Requirement: If a line in the records below contains the word "Some", copy it out.

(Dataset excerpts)
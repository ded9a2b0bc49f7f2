//! Entity container dispatcher.
//!
//! A container's members are resolved once, when the container is
//! materialized, into a method table mapping member names to what they stand
//! for. Calls are dispatched by looking the name up in that table.

mod entity_set;
mod handle;

pub use entity_set::EntitySet;
pub use handle::EntityHandle;

use crate::client::{OperationDescriptor, OperationResult};
use crate::error::ProxyError;
use crate::metadata::{ContainerShape, EntitySetShape, OperationImportShape};
use crate::service::ServiceCore;
use crate::types::{ContainerInterface, PropertyMap};
use dashmap::DashMap;
use std::collections::hash_map::Entry;
use std::collections::HashMap;
use std::sync::Arc;
use tracing::{debug, warn};

/// What a container member name resolves to
#[derive(Debug, Clone)]
pub enum ContainerMethod {
    EntitySet(EntitySetShape),
    OperationImport(OperationImportShape),
}

/// Result of a dispatched container call
#[derive(Debug)]
pub enum Invocation {
    EntitySet(Arc<EntitySet>),
    Operation(OperationResult),
}

impl Invocation {
    pub fn into_entity_set(self) -> Option<Arc<EntitySet>> {
        match self {
            Invocation::EntitySet(entity_set) => Some(entity_set),
            Invocation::Operation(_) => None,
        }
    }

    pub fn into_result(self) -> Option<OperationResult> {
        match self {
            Invocation::Operation(result) => Some(result),
            Invocation::EntitySet(_) => None,
        }
    }
}

/// Materialized entity container bound to one service
pub struct EntityContainer {
    interface: ContainerInterface,
    methods: HashMap<String, ContainerMethod>,
    entity_sets: DashMap<String, Arc<EntitySet>>,
    core: Arc<ServiceCore>,
}

impl EntityContainer {
    pub(crate) fn new(shape: ContainerShape, core: Arc<ServiceCore>) -> Result<Self, ProxyError> {
        let mut methods = HashMap::new();
        let members = shape
            .entity_sets
            .into_iter()
            .map(|set| (set.name.clone(), ContainerMethod::EntitySet(set)))
            .chain(
                shape
                    .operation_imports
                    .into_iter()
                    .map(|op| (op.name.clone(), ContainerMethod::OperationImport(op))),
            );

        for (name, method) in members {
            match methods.entry(name) {
                Entry::Occupied(occupied) => {
                    return Err(ProxyError::InvalidContainerShape(format!(
                        "{} declares '{}' more than once",
                        shape.interface,
                        occupied.key()
                    )));
                }
                Entry::Vacant(vacant) => {
                    vacant.insert(method);
                }
            }
        }

        Ok(Self {
            interface: shape.interface,
            methods,
            entity_sets: DashMap::new(),
            core,
        })
    }

    pub fn interface(&self) -> &ContainerInterface {
        &self.interface
    }

    /// Member names, sorted
    pub fn member_names(&self) -> Vec<&str> {
        let mut names: Vec<&str> = self.methods.keys().map(String::as_str).collect();
        names.sort_unstable();
        names
    }

    pub fn method(&self, name: &str) -> Option<&ContainerMethod> {
        self.methods.get(name)
    }

    fn lookup(&self, name: &str) -> Result<&ContainerMethod, ProxyError> {
        self.methods
            .get(name)
            .ok_or_else(|| ProxyError::UnknownMember {
                container: self.interface.clone(),
                member: name.to_string(),
            })
    }

    /// Dispatch a call by member name.
    ///
    /// Entity-set members take no arguments and return the cached handler;
    /// operation imports execute immediately.
    pub async fn invoke(&self, method: &str, args: PropertyMap) -> Result<Invocation, ProxyError> {
        match self.lookup(method)? {
            ContainerMethod::EntitySet(shape) => {
                if !args.is_empty() {
                    return Err(ProxyError::InvalidArgument(format!(
                        "entity set '{}' takes no arguments",
                        shape.name
                    )));
                }
                Ok(Invocation::EntitySet(self.entity_set_for(shape)))
            }
            ContainerMethod::OperationImport(shape) => {
                let shape = shape.clone();
                self.execute_operation(&shape, args)
                    .await
                    .map(Invocation::Operation)
            }
        }
    }

    /// Handler for entity set `name`; repeated calls return the same handler.
    pub fn entity_set(&self, name: &str) -> Result<Arc<EntitySet>, ProxyError> {
        match self.lookup(name)? {
            ContainerMethod::EntitySet(shape) => Ok(self.entity_set_for(shape)),
            ContainerMethod::OperationImport(_) => Err(ProxyError::InvalidArgument(format!(
                "'{}' is an operation import, not an entity set",
                name
            ))),
        }
    }

    fn entity_set_for(&self, shape: &EntitySetShape) -> Arc<EntitySet> {
        let handler = self
            .entity_sets
            .entry(shape.name.clone())
            .or_insert_with(|| {
                debug!(container = %self.interface, entity_set = %shape.name, "Created entity set handler");
                Arc::new(EntitySet::new(shape.clone(), Arc::clone(&self.core)))
            });
        Arc::clone(handler.value())
    }

    /// Execute operation import `name` right away, outside the unit of work.
    pub async fn invoke_operation(
        &self,
        name: &str,
        parameters: PropertyMap,
    ) -> Result<OperationResult, ProxyError> {
        match self.lookup(name)? {
            ContainerMethod::OperationImport(shape) => {
                let shape = shape.clone();
                self.execute_operation(&shape, parameters).await
            }
            ContainerMethod::EntitySet(_) => Err(ProxyError::InvalidArgument(format!(
                "'{}' is an entity set, not an operation import",
                name
            ))),
        }
    }

    async fn execute_operation(
        &self,
        shape: &OperationImportShape,
        parameters: PropertyMap,
    ) -> Result<OperationResult, ProxyError> {
        check_parameters(shape, &parameters)?;

        let operation = OperationDescriptor::InvokeOperation {
            name: shape.name.clone(),
            kind: shape.kind,
            parameters,
        };
        debug!(container = %self.interface, operation = %shape.name, "Invoking operation import");

        let result = self
            .core
            .client
            .execute(operation)
            .await
            .map_err(|source| {
                warn!(operation = %shape.name, error = %source, "Operation import failed");
                ProxyError::OperationInvocationError {
                    operation: shape.name.clone(),
                    source,
                }
            })?;

        match &result {
            OperationResult::Entity(state) => {
                self.core.context.attach(state.clone());
            }
            OperationResult::Entities(states) => {
                for state in states {
                    self.core.context.attach(state.clone());
                }
            }
            OperationResult::Empty | OperationResult::Value(_) => {}
        }
        Ok(result)
    }
}

/// Every supplied parameter must be declared; every non-nullable one supplied.
impl std::fmt::Debug for EntityContainer {
    fn fmt(&self, f: &mut std::fmt::Formatter<'_>) -> std::fmt::Result {
        f.debug_struct("EntityContainer")
            .field("interface", &self.interface)
            .field("members", &self.member_names())
            .finish()
    }
}

fn check_parameters(shape: &OperationImportShape, parameters: &PropertyMap) -> Result<(), ProxyError> {
    if let Some(unknown) = parameters
        .keys()
        .find(|name| !shape.parameters.iter().any(|p| &p.name == *name))
    {
        return Err(ProxyError::InvalidArgument(format!(
            "'{}' has no parameter '{}'",
            shape.name, unknown
        )));
    }

    if let Some(missing) = shape
        .parameters
        .iter()
        .find(|p| !p.nullable && !parameters.contains_key(&p.name))
    {
        return Err(ProxyError::InvalidArgument(format!(
            "'{}' requires parameter '{}'",
            shape.name, missing.name
        )));
    }
    Ok(())
}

Task response:
            Invocation::EntitySet(entity_set) => Some(entity_set),
            Invocation::Operation(result) => Some(result),
    if let Some(unknown) = parameters
    if let Some(missing) = shape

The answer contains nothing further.